Friday, 11 Aug 95 Washington, DC
1. STAR WARS: SUMMER RERUNS OF THE ANTI-BALLISTIC MISSILE DEBATE.
Reports in February of the death of Star Wars were exaggerated
(WN 17 Feb 95). Even though there is an ABM system in place that
is destroying thousands of nuclear missiles that were once aimed
at the U.S., the Senate last week voted 51-49 to scrap that
system and spend $48B on multi-site defenses. That would abrogate
the ABM Treaty, the foundation of START agreements under which
missiles are now being destroyed. Don't sweat the thousands of
sophisticated missiles that already exist, the argument goes, the
danger is from "rogue" countries; never mind that the rogues have
neither nuclear weapons nor the missiles to get them this far, if
they ever do we'll be ready! Unfortunately, spending $48M on a
ballistic missile defense ensures only that a rogue country would
use a different delivery system. The delivery system of choice
among rogues these days is the Ryder rental truck. The President
vowed to veto the entire Defense Authorization Bill if Star Wars
stays. But yesterday the Senate reaffirmed its decision 54-45.
2. NUCLEAR TEST BAN: PRESIDENT DROPS PLAN FOR HYDRONUCLEAR TESTS.
The Administration has vacillated for months over the need for
very small-scale nuclear tests, but bolstered by a JASONS study,
led by former APS President Sid Drell, which concluded that such
tests are not needed to ensure stockpile reliability, Mr. Clinton
announced today that the U.S. will pursue a "true zero" test ban
treaty. His decision may have been influenced by the condemnation
heaped on France for its planned Pacific tests. In an attempt to
defuse opposition to the tests, France announced yesterday that
it will support a comprehensive ban -- once its tests are over.
The Senate last week insisted on setting aside $50M for nuclear
tests in the contentious Defense Authorization Bill, even though
the JASONS concluded that hydronuclear tests would benefit the
proliferators more than it would us. The Senators will get an
opportunity to reconsider in September; they are leaving town
today, with final passage still held up by the threat of a veto.
3. TRAIN WRECK? FINANCIAL MARKETS WARNED OF EXTENDED SHUTDOWN!
Conservative groups insist the President is bluffing. Although
the President has threatened to veto at least six of the thirteen
appropriations bills, Congress can pass a "continuing resolution"

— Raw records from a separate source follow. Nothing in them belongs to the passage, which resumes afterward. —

//! Product record as delivered by the storefront's GraphQL source.

use serde::{Deserialize, Serialize};

use crate::catalog::variation::{lenient_variations, Variation, Variations};
use crate::ids::DatabaseId;

/// Product type classification, derived from the presence of variations.
#[derive(Debug, Clone, Copy, PartialEq, Eq, Hash, Serialize, Deserialize, Default)]
pub enum ProductType {
    /// Product with standalone price fields.
    #[default]
    Simple,
    /// Product with variations and a combined price string.
    Variable,
}

impl ProductType {
    pub fn as_str(&self) -> &'static str {
        match self {
            ProductType::Simple => "simple",
            ProductType::Variable => "variable",
        }
    }
}

/// Product image.
#[derive(Debug, Clone, Default, Serialize, Deserialize, PartialEq, Eq)]
#[serde(rename_all = "camelCase")]
pub struct ProductImage {
    #[serde(default)]
    pub source_url: Option<String>,
}

/// A product as shown on the detail view. Read-only to this crate.
#[derive(Debug, Clone, Default, Serialize, Deserialize, PartialEq, Eq)]
#[serde(rename_all = "camelCase")]
pub struct Product {
    /// Numeric product id, when the source includes it.
    #[serde(default)]
    pub database_id: Option<DatabaseId>,
    /// Display name.
    #[serde(default)]
    pub name: String,
    /// Rich-text (HTML) description.
    #[serde(default)]
    pub description: Option<String>,
    #[serde(default)]
    pub image: Option<ProductImage>,
    #[serde(default)]
    pub on_sale: bool,
    /// Current price. For variable products this is the combined string.
    #[serde(default)]
    pub price: Option<String>,
    #[serde(default)]
    pub regular_price: Option<String>,
    #[serde(default)]
    pub sale_price: Option<String>,
    #[serde(default)]
    pub stock_quantity: Option<i64>,
    /// Variations; absent for simple products. Malformed lists read as absent.
    #[serde(
        default,
        deserialize_with = "lenient_variations",
        skip_serializing_if = "Option::is_none"
    )]
    pub variations: Option<Variations>,
}

impl Product {
    /// Create a simple product with only a name.
    pub fn new(name: impl Into<String>) -> Self {
        Self {
            name: name.into(),
            ..Default::default()
        }
    }

    /// Parse a product from its JSON representation.
    pub fn from_json(json: &str) -> Result<Self, crate::PdpError> {
        Ok(serde_json::from_str(json)?)
    }

    /// Variable when a variation list is present, even if it is empty.
    pub fn product_type(&self) -> ProductType {
        if self.variations.is_some() {
            ProductType::Variable
        } else {
            ProductType::Simple
        }
    }

    /// Variations in sequence order; empty for simple products.
    pub fn variation_nodes(&self) -> &[Variation] {
        self.variations
            .as_ref()
            .map(|v| v.nodes.as_slice())
            .unwrap_or(&[])
    }

    /// Image URL, or the given placeholder when the product has none.
    pub fn image_url<'a>(&'a self, placeholder: &'a str) -> &'a str {
        self.image
            .as_ref()
            .and_then(|img| img.source_url.as_deref())
            .filter(|url| !url.is_empty())
            .unwrap_or(placeholder)
    }

    /// Stock count worth showing: only strictly positive quantities.
    pub fn available_stock(&self) -> Option<i64> {
        self.stock_quantity.filter(|q| *q > 0)
    }

    pub fn with_price(mut self, price: impl Into<String>) -> Self {
        self.price = Some(price.into());
        self
    }

    pub fn with_sale(mut self, sale_price: impl Into<String>, regular_price: impl Into<String>) -> Self {
        self.on_sale = true;
        self.sale_price = Some(sale_price.into());
        self.regular_price = Some(regular_price.into());
        self
    }

    pub fn with_variations(mut self, variations: impl IntoIterator<Item = Variation>) -> Self {
        self.variations = Some(variations.into_iter().collect());
        self
    }
}

#[cfg(test)]
mod tests {
    use super::*;
    use serde_json::json;

    #[test]
    fn test_simple_product_from_json() {
        let product: Product = serde_json::from_value(json!({
            "name": "Harry Potter Wand",
            "description": "<p>Elder wood</p>",
            "image": { "sourceUrl": "https://cdn.example/wand.jpg" },
            "onSale": true,
            "price": "80 kr",
            "regularPrice": "100 kr",
            "salePrice": "80 kr",
            "stockQuantity": 4
        }))
        .unwrap();

        assert_eq!(product.product_type(), ProductType::Simple);
        assert!(product.variation_nodes().is_empty());
        assert_eq!(product.image_url("fallback"), "https://cdn.example/wand.jpg");
        assert_eq!(product.available_stock(), Some(4));
    }

    #[test]
    fn test_variable_product_from_json() {
        let product: Product = serde_json::from_value(json!({
            "name": "Guitar Picks",
            "onSale": false,
            "price": "10 kr - 20 kr",
            "variations": { "nodes": [
                { "id": "n1", "databaseId": 31, "name": "Picks - Thin", "stockQuantity": 10 }
            ]}
        }))
        .unwrap();

        assert_eq!(product.product_type(), ProductType::Variable);
        assert_eq!(product.variation_nodes()[0].database_id, DatabaseId(31));
    }

    #[test]
    fn test_malformed_variations_read_as_absent() {
        let product: Product = serde_json::from_value(json!({
            "name": "Odd",
            "variations": { "nodes": "not a list" }
        }))
        .unwrap();
        assert_eq!(product.product_type(), ProductType::Simple);

        let product: Product = serde_json::from_value(json!({
            "name": "Odd",
            "variations": 17
        }))
        .unwrap();
        assert!(product.variations.is_none());

        let product: Product =
            serde_json::from_value(json!({ "name": "Odd", "variations": null })).unwrap();
        assert!(product.variations.is_none());
    }

    #[test]
    fn test_partly_broken_variation_list_is_still_variable() {
        let product: Product = serde_json::from_value(json!({
            "name": "Guitar Picks",
            "variations": { "nodes": [
                { "databaseId": 1, "name": "Picks - Thin" },
                { "databaseId": 2, "name": null },
                { "databaseId": null, "name": "Picks - Ghost" }
            ]}
        }))
        .unwrap();

        assert_eq!(product.product_type(), ProductType::Variable);
        let ids: Vec<_> = product.variation_nodes().iter().map(|v| v.database_id).collect();
        assert_eq!(ids, vec![DatabaseId(1), DatabaseId(2)]);
    }

    #[test]
    fn test_empty_variation_list_is_still_variable() {
        let product: Product =
            serde_json::from_value(json!({ "name": "Empty", "variations": { "nodes": [] } }))
                .unwrap();
        assert_eq!(product.product_type(), ProductType::Variable);
        assert!(product.variation_nodes().is_empty());
    }

    #[test]
    fn test_image_fallback() {
        let product = Product::new("No image");
        assert_eq!(product.image_url("https://via.placeholder.com/600"), "https://via.placeholder.com/600");

        let mut product = Product::new("Blank image");
        product.image = Some(ProductImage { source_url: Some(String::new()) });
        assert_eq!(product.image_url("placeholder"), "placeholder");
    }

    #[test]
    fn test_available_stock_hides_zero_and_unknown() {
        let mut product = Product::new("Stock");
        assert_eq!(product.available_stock(), None);
        product.stock_quantity = Some(0);
        assert_eq!(product.available_stock(), None);
        product.stock_quantity = Some(2);
        assert_eq!(product.available_stock(), Some(2));
    }
}
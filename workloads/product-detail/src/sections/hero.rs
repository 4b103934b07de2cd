//! Product hero section renderer.

use pdp_core::view::ProductView;

use super::escape_html;

/// Render the product image and title.
pub fn render_hero(view: &ProductView) -> String {
    format!(
        r#"<section class="product-hero" data-section="hero">
    <div class="product-gallery">
        <img id="product-image" src="{src}" alt="{alt}" class="product-image-main">
    </div>
    <h1 class="product-name">{name}</h1>
</section>"#,
        src = escape_html(&view.image_url),
        alt = escape_html(&view.name),
        name = escape_html(&view.name),
    )
}
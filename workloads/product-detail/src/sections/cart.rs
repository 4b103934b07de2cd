//! Add-to-cart section renderer.

use pdp_core::cart::AddToCartRequest;

use super::escape_html;

/// Render the add-to-cart form for the current hand-off.
///
/// The variation field is only present for variable products.
pub fn render_add_to_cart(request: &AddToCartRequest<'_>, shipping_note: Option<&str>) -> String {
    let product_field = match request.product.database_id {
        Some(id) => format!(r#"<input type="hidden" name="product" value="{}">"#, id),
        None => String::new(),
    };
    let variation_field = match request.variation_id {
        Some(id) => format!(r#"<input type="hidden" name="variation" value="{}">"#, id),
        None => String::new(),
    };
    let width_class = if request.full_width {
        " btn-add-to-cart--full"
    } else {
        ""
    };
    let note = match shipping_note {
        Some(text) if !text.is_empty() => {
            format!(r#"<p class="shipping-note">{}</p>"#, escape_html(text))
        }
        _ => String::new(),
    };

    format!(
        r#"<section class="product-cart" data-section="cart">
    <form method="post" action="/cart" class="add-to-cart">
        {product_field}
        {variation_field}
        <button type="submit" class="btn-add-to-cart{width_class}">Add to Cart</button>
    </form>
    {note}
</section>"#,
        product_field = product_field,
        variation_field = variation_field,
        width_class = width_class,
        note = note
    )
}

#[cfg(test)]
mod tests {
    use super::*;
    use pdp_core::catalog::{Product, Variation};
    use pdp_core::DatabaseId;

    #[test]
    fn test_simple_product_form() {
        let mut product = Product::new("Wand");
        product.database_id = Some(DatabaseId(7));
        let request = AddToCartRequest {
            product: &product,
            variation_id: None,
            full_width: true,
        };

        let html = render_add_to_cart(&request, Some("Fast shipping"));
        assert!(html.contains(r#"name="product" value="7""#));
        assert!(!html.contains(r#"name="variation""#));
        assert!(html.contains("btn-add-to-cart--full"));
        assert!(html.contains("Fast shipping"));
    }

    #[test]
    fn test_variable_product_form() {
        let product = Product::new("Picks").with_variations([Variation::new(12, "Picks - Thin")]);
        let request = AddToCartRequest {
            product: &product,
            variation_id: Some(DatabaseId(12)),
            full_width: false,
        };

        let html = render_add_to_cart(&request, None);
        assert!(html.contains(r#"name="variation" value="12""#));
        assert!(!html.contains("btn-add-to-cart--full"));
        assert!(!html.contains("shipping-note"));
    }
}
//! Section renderers for the product detail page.

mod cart;
mod description;
mod hero;
mod loading;
mod pricing;
mod stock;
mod variants;

pub use cart::*;
pub use description::*;
pub use hero::*;
pub use loading::*;
pub use pricing::*;
pub use stock::*;
pub use variants::*;

pub(crate) fn escape_html(s: &str) -> String {
    s.replace('&', "&amp;")
        .replace('<', "&lt;")
        .replace('>', "&gt;")
        .replace('"', "&quot;")
        .replace('\'', "&#39;")
}
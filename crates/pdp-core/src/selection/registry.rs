//! Lookup and validation over a product's variation list.

use serde::Serialize;

use crate::catalog::Variation;
use crate::ids::{DatabaseId, VariationNodeId};

/// Separator between the product part and the option part of a variation name.
pub const OPTION_SEPARATOR: &str = "- ";

/// Read-only view over an ordered variation list.
#[derive(Debug, Clone, Copy)]
pub struct VariantRegistry<'a> {
    variations: &'a [Variation],
}

impl<'a> VariantRegistry<'a> {
    pub fn new(variations: &'a [Variation]) -> Self {
        Self { variations }
    }

    /// Database id of the first variation, or `None` for an empty list.
    pub fn default_variant(&self) -> Option<DatabaseId> {
        self.variations.first().map(|v| v.database_id)
    }

    /// Whether `candidate` names one of the variations.
    pub fn is_valid(&self, candidate: DatabaseId) -> bool {
        self.variations.iter().any(|v| v.database_id == candidate)
    }

    pub fn get(&self, id: DatabaseId) -> Option<&'a Variation> {
        self.variations.iter().find(|v| v.database_id == id)
    }

    pub fn is_empty(&self) -> bool {
        self.variations.is_empty()
    }

    /// Selector entries in sequence order, labelled with `separator`.
    pub fn options(&self, separator: &str, selected: Option<DatabaseId>) -> Vec<VariantOption> {
        self.variations
            .iter()
            .map(|v| VariantOption {
                key: v.id.clone(),
                value: v.database_id,
                label: option_label_with(&v.name, separator).to_string(),
                stock: v.stock_or_zero(),
                selected: selected == Some(v.database_id),
            })
            .collect()
    }
}

/// Human-readable option part of a variation name.
///
/// Returns what follows the last `"- "`, or the whole name when there is none.
pub fn option_label(variation: &Variation) -> &str {
    option_label_with(&variation.name, OPTION_SEPARATOR)
}

/// [`option_label`] with a custom separator. An empty separator keeps the name.
pub fn option_label_with<'a>(name: &'a str, separator: &str) -> &'a str {
    if separator.is_empty() {
        return name;
    }
    match name.rfind(separator) {
        Some(idx) => &name[idx + separator.len()..],
        None => name,
    }
}

/// One entry of the variant selector.
#[derive(Debug, Clone, PartialEq, Eq, Serialize)]
pub struct VariantOption {
    /// List key.
    pub key: VariationNodeId,
    /// Value submitted on selection.
    pub value: DatabaseId,
    pub label: String,
    /// Remaining stock; unknown stock reads as zero.
    pub stock: i64,
    pub selected: bool,
}
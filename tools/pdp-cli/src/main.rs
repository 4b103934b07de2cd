//! PDP CLI - render and inspect storefront product detail views.
//!
//! Commands:
//! - `pdp render` - Render a product JSON document to HTML
//! - `pdp price` - Show the resolved price pair
//! - `pdp options` - List the variation selector entries
//! - `pdp select` - Apply a selector value and print the cart request
//! - `pdp config` - Manage configuration

mod commands;
mod context;
mod output;

use anyhow::Result;
use clap::{Parser, Subcommand};

use commands::{ConfigArgs, OptionsArgs, PriceArgs, RenderArgs, SelectArgs};

/// PDP CLI - Render and inspect product detail views
#[derive(Parser)]
#[command(name = "pdp")]
#[command(author, version, about, long_about = None)]
#[command(propagate_version = true)]
struct Cli {
    /// Enable verbose output
    #[arg(short, long, global = true)]
    verbose: bool,

    /// Use JSON output format
    #[arg(long, global = true)]
    json: bool,

    /// Config file path
    #[arg(short, long, global = true)]
    config: Option<String>,

    #[command(subcommand)]
    command: Commands,
}

#[derive(Subcommand)]
enum Commands {
    /// Render a product to HTML
    Render(RenderArgs),

    /// Show the display price of a product
    Price(PriceArgs),

    /// List the variation options of a product
    Options(OptionsArgs),

    /// Select a variation and print the add-to-cart request
    Select(SelectArgs),

    /// Manage configuration
    Config(ConfigArgs),
}

fn main() -> Result<()> {
    let cli = Cli::parse();

    let output = output::Output::new(cli.verbose, cli.json);

    let config_path = cli.config.as_deref();
    let ctx = context::Context::load(config_path, output)?;

    let result = match cli.command {
        Commands::Render(args) => commands::render::run(args, &ctx),
        Commands::Price(args) => commands::price::run(args, &ctx),
        Commands::Options(args) => commands::options::run(args, &ctx),
        Commands::Select(args) => commands::select::run(args, &ctx),
        Commands::Config(args) => commands::config::run(args, &ctx),
    };

    if let Err(e) = result {
        ctx.output.error(&format!("{:#}", e));
        std::process::exit(1);
    }

    Ok(())
}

to keep the government running while they iron out differences.
But 180 Republicans and two Democrats in the House threaten to
delay an increase in the debt ceiling until the President agrees
to GOP spending plans. That could lead to a prolonged shutdown.
4. ALIEN ABDUCTION: HARVARD PROFESSOR IS FREE TO CONTINUE STUDY.
Harvard reaffirmed academic freedom in the case of John Mack, who
asks, "If what they are saying isn't happening to them, then what
is?" It's certainly the key question -- Mack uses "nonordinary
states of consciousness" to recover the abductees memories.
THE AMERICAN PHYSICAL SOCIETY (Note: Opinions are the author's
and are not necessarily shared by the APS, but they should be.)